Statistics of Internal Elastic Fields of 3D Dislocations Systems: Computational Modeling and
Comparison with X-ray Measurements
Anter A. El-Azab, Associate Professor
Department of Scientific Computing, College of Arts and Sciences
Materials Science Program
Florida State University
Dirac Science Library
Tallahassee, FL 32306-4120
I will present a theoretical formulation and a simulation technique for the statistics of internal
elastic field of 3D dislocation systems in deforming crystals. The dislocation realizations are
generated by the method of dislocation dynamics simulation and their internal elastic fields in
the simulation volume is computed using an exact formulation of the stress boundary value
problem.

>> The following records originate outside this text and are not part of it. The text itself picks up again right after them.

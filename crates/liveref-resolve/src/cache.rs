//! Entity resolver with a coalescing TTL cache
//!
//! The cache map is owned here and mutated only through [`EntityResolver`]'s
//! own methods. Node views hold a resolver handle, never the map.
//!
//! # Guarantees
//! - Concurrent `resolve` calls for one key share a single backend call and
//!   observe the same value or the same error
//! - Successful snapshots live for a fixed TTL; failures are never cached
//! - When the last [`ReferenceLease`] on a key drops, its entry is evicted
//!   before the key is next resolved. A request in flight at that moment
//!   still completes, but its result is evicted as soon as it lands.

use crate::backend::{fetch, CatalogBackend};
use crate::entity::ResolvedEntity;
use crate::error::{ResolutionError, ResolutionResult};
use crate::key::CatalogKey;
use crate::normalize::normalize_payload;
use dashmap::mapref::entry::Entry;
use dashmap::DashMap;
use moka::future::Cache;
use serde::{Deserialize, Serialize};
use std::sync::atomic::{AtomicU64, Ordering};
use std::sync::Arc;
use std::time::Duration;

/// Default freshness window of a resolved snapshot
pub const DEFAULT_TTL: Duration = Duration::from_secs(45);

/// Default maximum number of cached snapshots
pub const DEFAULT_CAPACITY: u64 = 10_000;

/// Resolver cache configuration
#[derive(Debug, Clone, Copy, PartialEq, Eq, Serialize, Deserialize)]
pub struct ResolverConfig {
    /// Freshness window of a resolved snapshot
    pub ttl: Duration,
    /// Maximum number of cached snapshots
    pub max_capacity: u64,
}

impl ResolverConfig {
    /// Create default configuration
    #[inline]
    #[must_use]
    pub fn new() -> Self {
        Self::default()
    }

    /// With TTL
    #[inline]
    #[must_use]
    pub fn with_ttl(mut self, ttl: Duration) -> Self {
        self.ttl = ttl;
        self
    }

    /// With capacity
    #[inline]
    #[must_use]
    pub fn with_max_capacity(mut self, max_capacity: u64) -> Self {
        self.max_capacity = max_capacity;
        self
    }
}

impl Default for ResolverConfig {
    fn default() -> Self {
        Self {
            ttl: DEFAULT_TTL,
            max_capacity: DEFAULT_CAPACITY,
        }
    }
}

/// Statistics for cache monitoring
#[derive(Debug, Clone, Copy, Default, PartialEq, Eq, Serialize)]
pub struct CacheStats {
    /// Calls to `resolve`
    pub requests: u64,
    /// Backend calls issued
    pub backend_calls: u64,
    /// Backend calls that ended in an error
    pub failures: u64,
    /// Number of entries in cache
    pub entry_count: u64,
    /// Keys currently retained by mounted nodes
    pub retained_keys: u64,
}

/// Per-key bookkeeping of mounted nodes and outstanding requests
#[derive(Debug, Default)]
struct Interest {
    leases: usize,
    in_flight: usize,
    evict: bool,
}

impl Interest {
    fn idle(&self) -> bool {
        self.leases == 0 && self.in_flight == 0
    }
}

type Interests = DashMap<CatalogKey, Interest>;

#[derive(Debug, Default)]
struct Counters {
    requests: AtomicU64,
    backend_calls: AtomicU64,
    failures: AtomicU64,
}

/// Resolves identifiers to shared live entity snapshots
///
/// Cheap to clone; clones share one cache.
#[derive(Clone)]
pub struct EntityResolver {
    backend: Arc<dyn CatalogBackend>,
    cache: Cache<CatalogKey, Arc<ResolvedEntity>>,
    interests: Arc<Interests>,
    counters: Arc<Counters>,
    config: ResolverConfig,
}

impl std::fmt::Debug for EntityResolver {
    fn fmt(&self, f: &mut std::fmt::Formatter<'_>) -> std::fmt::Result {
        f.debug_struct("EntityResolver")
            .field("config", &self.config)
            .field("entry_count", &self.cache.entry_count())
            .field("retained_keys", &self.retained_keys())
            .finish_non_exhaustive()
    }
}

impl EntityResolver {
    /// Create resolver with default configuration
    #[must_use]
    pub fn new(backend: impl CatalogBackend) -> Self {
        Self::with_config(backend, ResolverConfig::default())
    }

    /// Create resolver with explicit configuration
    #[must_use]
    pub fn with_config(backend: impl CatalogBackend, config: ResolverConfig) -> Self {
        Self::from_shared(Arc::new(backend), config)
    }

    /// Create resolver over an already shared backend
    #[must_use]
    pub fn from_shared(backend: Arc<dyn CatalogBackend>, config: ResolverConfig) -> Self {
        let cache = Cache::builder()
            .max_capacity(config.max_capacity)
            .time_to_live(config.ttl)
            .build();
        Self {
            backend,
            cache,
            interests: Arc::new(DashMap::new()),
            counters: Arc::new(Counters::default()),
            config,
        }
    }

    /// Configuration in use
    #[inline]
    #[must_use]
    pub fn config(&self) -> ResolverConfig {
        self.config
    }

    /// Resolve an identifier to its current entity snapshot
    ///
    /// # Errors
    /// - `ResolutionError::UnrecognizedIdentifier` without any backend call
    /// - `ResolutionError::NotFound` / `Backend` / `MalformedPayload` from the
    ///   backend round trip, shared by every concurrent caller
    pub async fn resolve(&self, raw: &str) -> ResolutionResult<Arc<ResolvedEntity>> {
        self.counters.requests.fetch_add(1, Ordering::Relaxed);
        let key = CatalogKey::parse(raw)?;
        self.resolve_key(key).await
    }

    /// Resolve an already parsed key
    ///
    /// # Errors
    /// As [`Self::resolve`]
    pub async fn resolve_key(&self, key: CatalogKey) -> ResolutionResult<Arc<ResolvedEntity>> {
        let (request, released) = InFlight::begin(&self.interests, &key);
        if released {
            self.evict(&key).await;
        }

        let backend = Arc::clone(&self.backend);
        let counters = Arc::clone(&self.counters);
        let init_key = key.clone();

        let init = async move {
            counters.backend_calls.fetch_add(1, Ordering::Relaxed);
            tracing::debug!(key = %init_key, "fetching entity");
            let result = load(backend.as_ref(), &init_key).await;
            if let Err(e) = &result {
                counters.failures.fetch_add(1, Ordering::Relaxed);
                tracing::warn!(key = %init_key, error = %e, "entity resolution failed");
            }
            result
        };

        let result = self
            .cache
            .try_get_with(key.clone(), init)
            .await
            .map_err(|shared: Arc<ResolutionError>| (*shared).clone());

        if request.settle() {
            self.evict(&key).await;
        }
        result
    }

    async fn evict(&self, key: &CatalogKey) {
        self.cache.invalidate(key).await;
        tracing::debug!(%key, "evicted unreferenced entity");
    }

    /// Drop the cached snapshot for an identifier
    ///
    /// An in-flight request for the same key is not cancelled.
    pub async fn invalidate(&self, raw: &str) {
        if let Ok(key) = CatalogKey::parse(raw) {
            self.cache.invalidate(&key).await;
        }
    }

    /// Drop every cached snapshot
    pub fn invalidate_all(&self) {
        self.cache.invalidate_all();
    }

    /// Register interest in an identifier for as long as the lease lives
    ///
    /// Returns `None` for identifiers that can never resolve.
    #[must_use]
    pub fn retain(&self, raw: &str) -> Option<ReferenceLease> {
        let key = CatalogKey::parse(raw).ok()?;
        let mut interest = self.interests.entry(key.clone()).or_default();
        interest.leases += 1;
        interest.evict = false;
        drop(interest);
        Some(ReferenceLease {
            key,
            interests: Arc::clone(&self.interests),
        })
    }

    /// Current statistics
    ///
    /// Applies pending evictions and cache maintenance first so
    /// `entry_count` is exact.
    pub async fn stats(&self) -> CacheStats {
        let mut released = Vec::new();
        self.interests.retain(|key, interest| {
            if interest.evict && interest.idle() {
                released.push(key.clone());
                return false;
            }
            true
        });
        for key in &released {
            self.evict(key).await;
        }
        self.cache.run_pending_tasks().await;
        CacheStats {
            requests: self.counters.requests.load(Ordering::Relaxed),
            backend_calls: self.counters.backend_calls.load(Ordering::Relaxed),
            failures: self.counters.failures.load(Ordering::Relaxed),
            entry_count: self.cache.entry_count(),
            retained_keys: self.retained_keys(),
        }
    }

    fn retained_keys(&self) -> u64 {
        self.interests.iter().filter(|entry| entry.leases > 0).count() as u64
    }
}

/// One caller's outstanding request on a key
///
/// Dropped without settling (the caller was cancelled), it still releases
/// its in-flight count.
struct InFlight {
    interests: Arc<Interests>,
    key: CatalogKey,
    settled: bool,
}

impl InFlight {
    /// Count a request; also reports whether the key was released while
    /// idle and its entry must go before this request reads the cache
    fn begin(interests: &Arc<Interests>, key: &CatalogKey) -> (Self, bool) {
        let mut interest = interests.entry(key.clone()).or_default();
        let released = interest.evict && interest.idle();
        if released {
            interest.evict = false;
        }
        interest.in_flight += 1;
        drop(interest);

        let request = Self {
            interests: Arc::clone(interests),
            key: key.clone(),
            settled: false,
        };
        (request, released)
    }

    /// Finish the request once its result is in the cache; `true` if the
    /// key was released meanwhile and the fresh entry must go
    fn settle(mut self) -> bool {
        self.settled = true;
        self.release()
    }

    fn release(&self) -> bool {
        let Entry::Occupied(mut entry) = self.interests.entry(self.key.clone()) else {
            return false;
        };
        let interest = entry.get_mut();
        interest.in_flight = interest.in_flight.saturating_sub(1);
        let evict = interest.evict && interest.leases == 0;
        if interest.idle() {
            entry.remove();
        }
        evict
    }
}

impl Drop for InFlight {
    fn drop(&mut self) {
        if !self.settled {
            self.release();
        }
    }
}

async fn load(backend: &dyn CatalogBackend, key: &CatalogKey) -> ResolutionResult<Arc<ResolvedEntity>> {
    let payload = fetch(backend, key)
        .await
        .map_err(|e| ResolutionError::backend(key, e))?
        .ok_or_else(|| ResolutionError::NotFound(key.to_string()))?;
    normalize_payload(key, &payload).map(Arc::new)
}

/// Interest of one mounted node in one key
///
/// Dropping the last lease on a key marks its cached snapshot for eviction.
/// The mark is applied by the next `resolve` or `stats` on the resolver, or
/// when an in-flight request for the key lands. Dropping a lease never
/// cancels an in-flight request.
#[derive(Debug)]
pub struct ReferenceLease {
    key: CatalogKey,
    interests: Arc<Interests>,
}

impl ReferenceLease {
    /// Key this lease holds
    #[inline]
    #[must_use]
    pub fn key(&self) -> &CatalogKey {
        &self.key
    }
}

impl Drop for ReferenceLease {
    fn drop(&mut self) {
        if let Some(mut interest) = self.interests.get_mut(&self.key) {
            interest.leases = interest.leases.saturating_sub(1);
            if interest.leases == 0 {
                interest.evict = true;
                tracing::trace!(key = %self.key, in_flight = interest.in_flight, "last lease released");
            }
        }
    }
}

#[cfg(test)]
mod tests {
    use super::*;
    use crate::backend::InMemoryCatalog;
    use serde_json::json;

    fn resolver() -> EntityResolver {
        let mut catalog = InMemoryCatalog::new();
        catalog.insert(json!({"asin": "B07XJ8C8F5", "title": "Kettle", "price": 29.99}));
        EntityResolver::new(catalog)
    }

    #[tokio::test]
    async fn resolve_hits_cache_on_second_call() {
        let resolver = resolver();
        let a = resolver.resolve("B07XJ8C8F5").await.unwrap();
        let b = resolver.resolve(" b07xj8c8f5").await.unwrap();
        assert!(Arc::ptr_eq(&a, &b));

        let stats = resolver.stats().await;
        assert_eq!(stats.requests, 2);
        assert_eq!(stats.backend_calls, 1);
        assert_eq!(stats.entry_count, 1);
    }

    #[tokio::test]
    async fn unrecognized_identifier_skips_backend() {
        let resolver = resolver();
        let err = resolver.resolve("not-an-id-and-not-a-code").await.unwrap_err();
        assert!(matches!(err, ResolutionError::UnrecognizedIdentifier(_)));
        assert_eq!(resolver.stats().await.backend_calls, 0);
    }

    #[tokio::test]
    async fn not_found_is_not_cached() {
        let resolver = resolver();
        assert!(resolver.resolve("B000000000").await.is_err());
        assert!(resolver.resolve("B000000000").await.is_err());
        let stats = resolver.stats().await;
        assert_eq!(stats.backend_calls, 2);
        assert_eq!(stats.failures, 2);
        assert_eq!(stats.entry_count, 0);
    }

    #[tokio::test]
    async fn invalidate_forces_refetch() {
        let resolver = resolver();
        resolver.resolve("B07XJ8C8F5").await.unwrap();
        resolver.invalidate("B07XJ8C8F5").await;
        resolver.resolve("B07XJ8C8F5").await.unwrap();
        assert_eq!(resolver.stats().await.backend_calls, 2);
    }

    #[tokio::test]
    async fn last_lease_evicts_entry() {
        let resolver = resolver();
        let first = resolver.retain("B07XJ8C8F5").unwrap();
        let second = resolver.retain("b07xj8c8f5").unwrap();
        resolver.resolve("B07XJ8C8F5").await.unwrap();
        assert_eq!(resolver.stats().await.retained_keys, 1);

        drop(first);
        resolver.resolve("B07XJ8C8F5").await.unwrap();
        assert_eq!(resolver.stats().await.backend_calls, 1);

        drop(second);
        assert_eq!(resolver.stats().await.retained_keys, 0);
        resolver.resolve("B07XJ8C8F5").await.unwrap();
        assert_eq!(resolver.stats().await.backend_calls, 2);
    }

    #[tokio::test]
    async fn released_key_without_request_is_not_pinned() {
        let resolver = resolver();
        drop(resolver.retain("B07XJ8C8F5").unwrap());
        resolver.resolve("B07XJ8C8F5").await.unwrap();
        resolver.resolve("B07XJ8C8F5").await.unwrap();

        let stats = resolver.stats().await;
        assert_eq!(stats.backend_calls, 1);
        assert_eq!(stats.entry_count, 1);
        assert!(resolver.interests.is_empty());
    }

    #[tokio::test]
    async fn stats_applies_pending_eviction() {
        let resolver = resolver();
        let lease = resolver.retain("B07XJ8C8F5").unwrap();
        resolver.resolve("B07XJ8C8F5").await.unwrap();
        drop(lease);

        let stats = resolver.stats().await;
        assert_eq!(stats.entry_count, 0);
        assert_eq!(stats.retained_keys, 0);
        assert!(resolver.interests.is_empty());
    }

    #[test]
    fn retain_rejects_unresolvable_ids() {
        let resolver = resolver();
        assert!(resolver.retain("???").is_none());
    }

    #[test]
    fn config_builders() {
        let config = ResolverConfig::new()
            .with_ttl(Duration::from_secs(30))
            .with_max_capacity(10);
        assert_eq!(config.ttl, Duration::from_secs(30));
        assert_eq!(config.max_capacity, 10);
        assert_eq!(ResolverConfig::default().ttl, DEFAULT_TTL);
    }
}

Since the internal elastic fields of dislocations are highly fluctuating within the
crystal volume under consideration, we use probability density functions as well as pair
correlation functions to model their statistics. These statistical measures are established as
first and second order ensemble averages of internal stress with respect to a generalized
probability distribution function of dislocations. The statistical properties of the internal
stress, elastic strain, lattice rotation, lattice curvature tensor and dislocation density tensor in
dislocated crystals will be presented. A comparison with submicron resolved X-ray
measurements of lattice rotation and dislocation density tensor will be shown.